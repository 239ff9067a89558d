//! Transport (C2): owns a single WebSocket connection, reads frames, writes
//! requests, and surfaces the close reason verbatim.
//!
//! Directly adapted from the teacher crate's `ws.rs`, which already provided
//! exactly this shape (split reader/writer halves built from one `connect`
//! call). The transport here adds no retry logic of its own — per §4.2,
//! reconnection is the Reconnect controller's (`reconnect.rs`) job.

use anyhow::{Context, Result};
use futures_util::{SinkExt, StreamExt};
use tokio_tungstenite::tungstenite;

use crate::constants::user_agent;

/// Error from a connection attempt, classifying whether the server asked the
/// client to back off before retrying.
#[derive(Debug)]
pub enum ConnectError {
    /// The handshake was rejected with HTTP 429 Too Many Requests.
    RateLimited {
        /// Backoff parsed from the response's `Retry-After` header, in
        /// milliseconds, when the server supplied one.
        retry_after_ms: Option<u64>,
    },
    /// Any other failure: invalid URL, DNS/TCP failure, TLS, or a non-429
    /// HTTP status.
    Other(anyhow::Error),
}

impl std::fmt::Display for ConnectError {
    fn fmt(&self, f: &mut std::fmt::Formatter<'_>) -> std::fmt::Result {
        match self {
            Self::RateLimited { retry_after_ms } => {
                write!(f, "gateway connect rate limited (retry_after_ms={retry_after_ms:?})")
            }
            Self::Other(e) => write!(f, "{e}"),
        }
    }
}

impl std::error::Error for ConnectError {}

/// Concrete WebSocket stream type (avoids repeating the generic everywhere).
type WsStream =
    tokio_tungstenite::WebSocketStream<tokio_tungstenite::MaybeTlsStream<tokio::net::TcpStream>>;

/// A message received from the transport's read half.
#[derive(Debug)]
pub enum TransportMessage {
    /// A UTF-8 text frame (a JSON-RPC response or push event).
    Text(String),
    /// A ping frame; the caller is expected to answer with a pong.
    Ping(Vec<u8>),
    /// The connection closed, with structured close data when the server
    /// supplied it.
    Close(CloseInfo),
}

/// Structured close information surfaced by the transport.
///
/// Per §9's resolution of the close-classification open question, the
/// reconnect controller prefers `code` when it's meaningful (`!= 1005`) and
/// only falls back to substring-matching `reason` otherwise.
#[derive(Debug, Clone, PartialEq, Eq)]
pub struct CloseInfo {
    /// WebSocket close code (1000 = normal, 1005 = no code supplied).
    pub code: u16,
    /// Human-readable close reason, possibly carrying a structured hint like
    /// `"code=1008 unauthorized"` or `"rate limited: retryAfterMs=2000"`.
    pub reason: String,
}

/// Write half of a transport connection.
#[derive(Debug)]
pub struct TransportWriter {
    sink: futures_util::stream::SplitSink<WsStream, tungstenite::Message>,
}

impl TransportWriter {
    /// Send a UTF-8 text frame. Best-effort: returns once the message is
    /// enqueued at the OS layer, per §4.2.
    pub async fn send(&mut self, text: &str) -> Result<()> {
        self.sink
            .send(tungstenite::Message::Text(text.to_string()))
            .await
            .context("transport send failed")
    }

    /// Answer a ping with a pong carrying the same payload.
    pub async fn send_pong(&mut self, data: Vec<u8>) -> Result<()> {
        self.sink
            .send(tungstenite::Message::Pong(data))
            .await
            .context("transport send_pong failed")
    }

    /// Initiate an intentional close.
    pub async fn close(&mut self) -> Result<()> {
        self.sink
            .send(tungstenite::Message::Close(None))
            .await
            .context("transport close failed")?;
        self.sink.close().await.context("transport close failed")
    }
}

/// Read half of a transport connection.
#[derive(Debug)]
pub struct TransportReader {
    stream: futures_util::stream::SplitStream<WsStream>,
}

impl TransportReader {
    /// Receive the next message. Returns `None` once the stream is
    /// exhausted (after a close has already been surfaced).
    ///
    /// Binary/pong/raw frames carry no meaning for this protocol and are
    /// skipped; exactly one read task should drive this loop, per §4.2.
    pub async fn recv(&mut self) -> Option<Result<TransportMessage>> {
        loop {
            match self.stream.next().await {
                Some(Ok(tungstenite::Message::Text(text))) => {
                    return Some(Ok(TransportMessage::Text(text.to_string())));
                }
                Some(Ok(tungstenite::Message::Ping(data))) => {
                    return Some(Ok(TransportMessage::Ping(data.to_vec())));
                }
                Some(Ok(tungstenite::Message::Close(close_frame))) => {
                    let (code, reason) = close_frame
                        .map(|cf| (cf.code.into(), cf.reason.to_string()))
                        .unwrap_or((1005, String::new()));
                    return Some(Ok(TransportMessage::Close(CloseInfo { code, reason })));
                }
                Some(Ok(tungstenite::Message::Binary(_) | tungstenite::Message::Pong(_))) => {
                    continue;
                }
                Some(Ok(tungstenite::Message::Frame(_))) => continue,
                Some(Err(e)) => {
                    return Some(Err(anyhow::anyhow!("transport read error: {e}")));
                }
                None => return None,
            }
        }
    }
}

/// Connect to the gateway at `url`, authenticating with `token`.
///
/// Builds the HTTP upgrade request, attaches a `Bearer` authorization header
/// and a user-agent, then performs the WebSocket handshake. Returns split
/// (writer, reader) halves ready for use in `tokio::select!` loops.
///
/// # Errors
///
/// Returns [`ConnectError::RateLimited`] when the handshake is rejected with
/// HTTP 429, and [`ConnectError::Other`] for an invalid URL or any other
/// handshake failure.
pub async fn connect(
    url: &str,
    token: &str,
) -> std::result::Result<(TransportWriter, TransportReader), ConnectError> {
    use tungstenite::client::IntoClientRequest;

    let mut request = url
        .into_client_request()
        .with_context(|| format!("invalid gateway URL: {url}"))
        .map_err(ConnectError::Other)?;

    let headers = request.headers_mut();
    if !token.is_empty() {
        let value = tungstenite::http::HeaderValue::from_str(&format!("Bearer {token}"))
            .context("invalid token for Authorization header")
            .map_err(ConnectError::Other)?;
        headers.insert(tungstenite::http::header::AUTHORIZATION, value);
    }
    let ua = tungstenite::http::HeaderValue::from_str(&user_agent())
        .context("invalid user-agent header")
        .map_err(ConnectError::Other)?;
    headers.insert(tungstenite::http::header::USER_AGENT, ua);

    match tokio_tungstenite::connect_async(request).await {
        Ok((ws_stream, _response)) => {
            let (sink, stream) = ws_stream.split();
            Ok((TransportWriter { sink }, TransportReader { stream }))
        }
        Err(tungstenite::Error::Http(response)) if response.status().as_u16() == 429 => {
            let retry_after_ms = response
                .headers()
                .get(tungstenite::http::header::RETRY_AFTER)
                .and_then(|v| v.to_str().ok())
                .and_then(|s| s.parse::<u64>().ok())
                .map(|secs| secs * 1000);
            Err(ConnectError::RateLimited { retry_after_ms })
        }
        Err(e) => {
            Err(ConnectError::Other(anyhow::anyhow!(e).context("gateway WebSocket connect failed")))
        }
    }
}

/// Convert an HTTP(S) gateway URL to its WS(S) equivalent.
///
/// Passes `ws://` and `wss://` through unchanged.
#[must_use]
pub fn http_to_ws_scheme(url: &str) -> String {
    if url.starts_with("wss://") || url.starts_with("ws://") {
        url.to_string()
    } else {
        url.replace("https://", "wss://").replace("http://", "ws://")
    }
}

•••••

## Required action
Show all lines from the records above where the word "Some" occurs.

## Problem solution
                Some(Ok(tungstenite::Message::Text(text))) => {
                    return Some(Ok(TransportMessage::Text(text.to_string())));
                Some(Ok(tungstenite::Message::Ping(data))) => {
                    return Some(Ok(TransportMessage::Ping(data.to_vec())));
                Some(Ok(tungstenite::Message::Close(close_frame))) => {
                    return Some(Ok(TransportMessage::Close(CloseInfo { code, reason })));
                Some(Ok(tungstenite::Message::Binary(_) | tungstenite::Message::Pong(_))) => {
                Some(Ok(tungstenite::Message::Frame(_))) => continue,
                Some(Err(e)) => {
                    return Some(Err(anyhow::anyhow!("transport read error: {e}")));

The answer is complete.